O Governo já tinha dito, na semana passada, que a eventual implementação de medidas propostas pelos partidos de esquerda que apoiam o Governo na Assembleia da República não pode agravar o défice deste ano.

“Todas as alterações que possam ser pensadas ou negociadas terão de obedecer à regra principal: de neutralidade do ponto de vista orçamental, [ou seja,] que não façam agravar o défice face ao que está previsto no Orçamento do Estado” para este ano, afirmou o secretário de Estado do Orçamento, João Leão, em entrevista à Lusa.

Na proposta orçamental, apresentada a 05 de fevereiro, o Governo comprometeu-se a reduzir o défice orçamental para os 2,2% do Produto Interno Bruto (PIB) no final deste ano.

UTAO contraria "histeria mediática" sobre credibilidade das previsões

João Galamba considerou também que o relatório da UTAO contraria, "em grande medida, uma certa histeria mediática que se criou em torno da credibilidade" do cenário macroeconómico da proposta de orçamento, apresentada pelo Governo.

Em declarações à Lusa, o deputado do PS elogiou o trabalho "muito competente" da Unidade Técnica de Apoio Orçamental (UTAO), que apresentou na quarta-feira a versão final da sua análise à proposta do Orçamento do Estado para 2016 (OE2016) do Governo.
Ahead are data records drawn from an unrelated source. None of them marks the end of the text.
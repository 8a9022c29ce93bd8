// Copyright (C) 2026 Michael Wilson <mike@mdwn.dev>
//
// This program is free software: you can redistribute it and/or modify it under
// the terms of the GNU General Public License as published by the Free Software
// Foundation, version 3.
//
// This program is distributed in the hope that it will be useful, but WITHOUT
// ANY WARRANTY; without even the implied warranty of MERCHANTABILITY or FITNESS
// FOR A PARTICULAR PURPOSE. See the GNU General Public License for more details.
//
// You should have received a copy of the GNU General Public License along with
// this program. If not, see <https://www.gnu.org/licenses/>.
//

//! Parsing of MechVibes sound pack configuration files.
//!
//! A configuration maps MechVibes key ids to `[start_ms, duration_ms]` slices of
//! a single audio file. Entries that don't describe a usable slice are dropped
//! rather than failing the whole pack.

use std::collections::BTreeMap;

use serde::{Deserialize, Serialize};
use serde_json::{Map, Value};
use tracing::debug;

/// Suffix MechVibes uses for key release variants (e.g. `30-up`).
pub const RELEASE_SUFFIX: &str = "-up";

/// Errors produced while parsing a sound pack configuration.
#[derive(Debug, thiserror::Error)]
pub enum ParseError {
    #[error("malformed sound pack configuration: {0}")]
    MalformedJson(String),

    #[error("sound pack configuration is missing required field '{0}'")]
    MissingField(&'static str),

    #[error("sound pack configuration has no valid key timings ({dropped} entries dropped)")]
    InvalidTiming { dropped: usize },
}

/// How the pack defines its sounds.
#[derive(Deserialize, Serialize, Clone, Copy, Debug, Default, PartialEq, Eq)]
pub enum KeyDefineType {
    /// One audio file, sliced per key.
    #[default]
    #[serde(rename = "single", alias = "single-key")]
    Single,
    /// One file per key in the original MechVibes format.
    #[serde(rename = "multi", alias = "multi-key")]
    Multi,
}

/// A slice of the pack's audio file, in milliseconds.
#[derive(Deserialize, Serialize, Clone, Copy, Debug, PartialEq)]
#[serde(try_from = "[f64; 2]", into = "[f64; 2]")]
pub struct KeySlice {
    start_ms: f64,
    duration_ms: f64,
}

impl KeySlice {
    /// Creates a slice if it satisfies `start_ms >= 0` and `duration_ms > 0`.
    pub fn new(start_ms: f64, duration_ms: f64) -> Option<KeySlice> {
        if start_ms.is_finite() && duration_ms.is_finite() && start_ms >= 0.0 && duration_ms > 0.0
        {
            Some(KeySlice {
                start_ms,
                duration_ms,
            })
        } else {
            None
        }
    }

    /// Start offset in milliseconds.
    pub fn start_ms(&self) -> f64 {
        self.start_ms
    }

    /// Duration in milliseconds.
    pub fn duration_ms(&self) -> f64 {
        self.duration_ms
    }
}

impl TryFrom<[f64; 2]> for KeySlice {
    type Error = String;

    fn try_from(value: [f64; 2]) -> Result<Self, Self::Error> {
        KeySlice::new(value[0], value[1])
            .ok_or_else(|| format!("invalid key timing [{}, {}]", value[0], value[1]))
    }
}

impl From<KeySlice> for [f64; 2] {
    fn from(slice: KeySlice) -> Self {
        [slice.start_ms, slice.duration_ms]
    }
}

/// A parsed sound pack configuration.
#[derive(Deserialize, Serialize, Clone, Debug, PartialEq)]
pub struct SoundPackConfig {
    id: String,
    name: String,
    #[serde(default)]
    key_define_type: KeyDefineType,
    #[serde(default)]
    includes_numpad: bool,
    #[serde(default)]
    sound: String,
    defines: BTreeMap<String, KeySlice>,
}

impl SoundPackConfig {
    /// The unique pack id.
    pub fn id(&self) -> &str {
        &self.id
    }

    /// The display name.
    pub fn name(&self) -> &str {
        &self.name
    }

    pub fn key_define_type(&self) -> KeyDefineType {
        self.key_define_type
    }

    /// Whether the pack has dedicated numpad sounds.
    pub fn includes_numpad(&self) -> bool {
        self.includes_numpad
    }

    /// The audio file name the pack was authored against.
    pub fn sound(&self) -> &str {
        &self.sound
    }

    /// All valid key timings.
    pub fn defines(&self) -> &BTreeMap<String, KeySlice> {
        &self.defines
    }

    /// Gets the slice for the given key id.
    pub fn slice(&self, key_id: &str) -> Option<KeySlice> {
        self.defines.get(key_id).copied()
    }

    /// Gets the release slice (`<key_id>-up`) for the given key id.
    pub fn release_slice(&self, key_id: &str) -> Option<KeySlice> {
        self.defines
            .get(&format!("{}{}", key_id, RELEASE_SUFFIX))
            .copied()
    }

    /// Key ids that play on key down, i.e. everything except release variants.
    pub fn press_keys(&self) -> Vec<&str> {
        self.defines
            .keys()
            .map(String::as_str)
            .filter(|key| !is_release_key(key))
            .collect()
    }
}

#[cfg(test)]
impl SoundPackConfig {
    /// Creates a config directly from timings (test only).
    pub fn new(id: &str, name: &str, defines: &[(&str, f64, f64)]) -> Self {
        Self {
            id: id.to_string(),
            name: name.to_string(),
            key_define_type: KeyDefineType::Single,
            includes_numpad: false,
            sound: "sound.ogg".to_string(),
            defines: defines
                .iter()
                .filter_map(|(key, start, duration)| {
                    KeySlice::new(*start, *duration).map(|slice| (key.to_string(), slice))
                })
                .collect(),
        }
    }
}

/// Returns true if the key id names a release variant.
pub fn is_release_key(key_id: &str) -> bool {
    key_id.ends_with(RELEASE_SUFFIX)
}

/// Parses a sound pack configuration from JSON text.
pub fn parse(text: &str) -> Result<SoundPackConfig, ParseError> {
    let value: Value =
        serde_json::from_str(text).map_err(|e| ParseError::MalformedJson(e.to_string()))?;
    let Value::Object(object) = value else {
        return Err(ParseError::MalformedJson(
            "top level value is not an object".to_string(),
        ));
    };

    let id = required_string(&object, "id")?;
    let name = required_string(&object, "name")?;
    let entries = match object.get("defines") {
        Some(Value::Object(entries)) => entries,
        _ => return Err(ParseError::MissingField("defines")),
    };

    let key_define_type = match object.get("key_define_type").and_then(Value::as_str) {
        Some("multi") | Some("multi-key") => KeyDefineType::Multi,
        _ => KeyDefineType::Single,
    };
    let includes_numpad = object
        .get("includes_numpad")
        .and_then(Value::as_bool)
        .unwrap_or(false);
    let sound = object
        .get("sound")
        .and_then(Value::as_str)
        .unwrap_or_default()
        .to_string();

    let mut defines = BTreeMap::new();
    let mut dropped = 0;
    for (key, entry) in entries {
        match parse_timing(entry) {
            Some(slice) => {
                defines.insert(key.clone(), slice);
            }
            None => {
                dropped += 1;
                debug!(key, entry = %entry, "Dropping invalid key timing");
            }
        }
    }

    if defines.is_empty() {
        return Err(ParseError::InvalidTiming { dropped });
    }

    debug!(
        id,
        keys = defines.len(),
        dropped,
        "Sound pack configuration parsed"
    );

    Ok(SoundPackConfig {
        id,
        name,
        key_define_type,
        includes_numpad,
        sound,
        defines,
    })
}

fn required_string(object: &Map<String, Value>, field: &'static str) -> Result<String, ParseError> {
    object
        .get(field)
        .and_then(Value::as_str)
        .filter(|value| !value.is_empty())
        .map(str::to_string)
        .ok_or(ParseError::MissingField(field))
}

fn parse_timing(entry: &Value) -> Option<KeySlice> {
    match entry.as_array()?.as_slice() {
        [start, duration] => KeySlice::new(start.as_f64()?, duration.as_f64()?),
        _ => None,
    }
}

#[cfg(test)]
mod tests {
    use super::*;

    const PACK: &str = r#"{
        "id": "sound-pack-1200000000001",
        "name": "CherryMX Black - ABS keycaps",
        "key_define_type": "single",
        "includes_numpad": false,
        "sound": "sound.ogg",
        "defines": {
            "1": [2894, 226],
            "2": [3514, 228],
            "16": [1000, 200],
            "16-up": [1300, 90]
        }
    }"#;

    #[test]
    fn test_parse_valid_pack() {
        let config = parse(PACK).unwrap();

        assert_eq!(config.id(), "sound-pack-1200000000001");
        assert_eq!(config.name(), "CherryMX Black - ABS keycaps");
        assert_eq!(config.key_define_type(), KeyDefineType::Single);
        assert!(!config.includes_numpad());
        assert_eq!(config.sound(), "sound.ogg");
        assert_eq!(config.defines().len(), 4);

        let slice = config.slice("16").unwrap();
        assert_eq!(slice.start_ms(), 1000.0);
        assert_eq!(slice.duration_ms(), 200.0);
        assert_eq!(config.release_slice("16").unwrap().start_ms(), 1300.0);
        assert!(config.release_slice("1").is_none());
    }

    #[test]
    fn test_press_keys_exclude_release_variants() {
        let config = parse(PACK).unwrap();
        assert_eq!(config.press_keys(), vec!["1", "16", "2"]);
    }

    #[test]
    fn test_malformed_json() {
        assert!(matches!(
            parse("{ \"id\": \"p1\", "),
            Err(ParseError::MalformedJson(_))
        ));
        assert!(matches!(parse("[1, 2]"), Err(ParseError::MalformedJson(_))));
        assert!(matches!(parse(""), Err(ParseError::MalformedJson(_))));
    }

    #[test]
    fn test_missing_fields() {
        assert!(matches!(
            parse(r#"{"name": "n", "defines": {"1": [0, 10]}}"#),
            Err(ParseError::MissingField("id"))
        ));
        assert!(matches!(
            parse(r#"{"id": "p1", "defines": {"1": [0, 10]}}"#),
            Err(ParseError::MissingField("name"))
        ));
        assert!(matches!(
            parse(r#"{"id": "p1", "name": "n"}"#),
            Err(ParseError::MissingField("defines"))
        ));
        // Wrong types are as unusable as missing fields.
        assert!(matches!(
            parse(r#"{"id": 7, "name": "n", "defines": {"1": [0, 10]}}"#),
            Err(ParseError::MissingField("id"))
        ));
        assert!(matches!(
            parse(r#"{"id": "p1", "name": "n", "defines": []}"#),
            Err(ParseError::MissingField("defines"))
        ));
    }

    #[test]
    fn test_invalid_entries_are_dropped() {
        let config = parse(
            r#"{
                "id": "p1",
                "name": "mixed",
                "defines": {
                    "1": [0, 10],
                    "2": [-5, 10],
                    "3": [100, 0],
                    "4": null,
                    "5": "key5.wav",
                    "6": [1, 2, 3],
                    "7": ["a", 10]
                }
            }"#,
        )
        .unwrap();

        assert_eq!(config.defines().len(), 1);
        assert!(config.slice("1").is_some());
    }

    #[test]
    fn test_all_entries_invalid() {
        match parse(r#"{"id": "p1", "name": "n", "defines": {"1": [-1, 10], "2": null}}"#) {
            Err(ParseError::InvalidTiming { dropped }) => assert_eq!(dropped, 2),
            other => panic!("unexpected result: {:?}", other),
        }
        assert!(matches!(
            parse(r#"{"id": "p1", "name": "n", "defines": {}}"#),
            Err(ParseError::InvalidTiming { dropped: 0 })
        ));
    }

    #[test]
    fn test_optional_fields_default() {
        let config = parse(r#"{"id": "p1", "name": "n", "defines": {"16": [1000, 200]}}"#).unwrap();
        assert_eq!(config.key_define_type(), KeyDefineType::Single);
        assert!(!config.includes_numpad());
        assert_eq!(config.sound(), "");

        let config = parse(
            r#"{
                "id": "p1",
                "name": "n",
                "key_define_type": "multi-key",
                "includes_numpad": true,
                "defines": {"16": [1000, 200]}
            }"#,
        )
        .unwrap();
        assert_eq!(config.key_define_type(), KeyDefineType::Multi);
        assert!(config.includes_numpad());
    }

    #[test]
    fn test_persisted_form_rejects_bad_timings() {
        let config = parse(PACK).unwrap();
        let json = serde_json::to_string(&config).unwrap();
        let restored: SoundPackConfig = serde_json::from_str(&json).unwrap();
        assert_eq!(config, restored);

        let tampered = r#"{"id": "p1", "name": "n", "defines": {"1": [-1, 10]}}"#;
        assert!(serde_json::from_str::<SoundPackConfig>(tampered).is_err());
    }
}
"O relatório da UTAO desmente, em grande medida, uma certa histeria mediática que se criou em torno do orçamento, embora a UTAO aponte riscos positivos e negativos, como fez em relação a todos os orçamentos", disse o deputado, referindo que a análise da UTAO "se pronuncia detalhadamente sobre os pressupostos" das previsões do Governo e também do Fundo Monetário Internacional (FMI) e da Comissão Europeia.

Para o deputado socialista, a avaliação dos técnicos independentes que apoiam o Parlamento indica que "a estimativa do Governo, não só é fundamentada, como é conservadora", e que, no caso do consumo, "o risco é ascendente, ou seja, pode crescer mais", admitindo que "os ganhos das medidas de apoio ao rendimento que estão no OE2016 devem ter um impacto no consumo privado que até deve ser maior do que o que está previsto".

Além disso, o deputado João Galamba disse que, "se se comparar o que a UTAO disse sobre o Programa de Estabilidade, do anterior governo, com o que diz agora, a conclusão é evidente e é que este quadro macroeconómico é significativamente mais credível do que o anterior".

No seu relatório final sobre a proposta orçamental, a UTAO recorda que o contributo do consumo privado passará de 1,7 pontos percentuais em 2015 para 1,6 pontos percentuais, o que está "em linha com o ligeiro abrandamento do crescimento", que será de 1,8% em 2016.

Os técnicos indicam ainda que "o cenário do OE2016 considera uma desaceleração do consumo privado, apesar do aumento previsto para as remunerações", o que se justifica com a previsão de "um ligeiro aumento na taxa de poupança".

Em relação à taxa de poupança, a proposta do OE2016 antecipa um ligeiro aumento, de 4,7% em 2015 para os 4,8% do rendimento bruto disponível em 2016, uma subida que a UTAO afirma ser "consistente com a projeção para a continuação do aumento do consumo privado".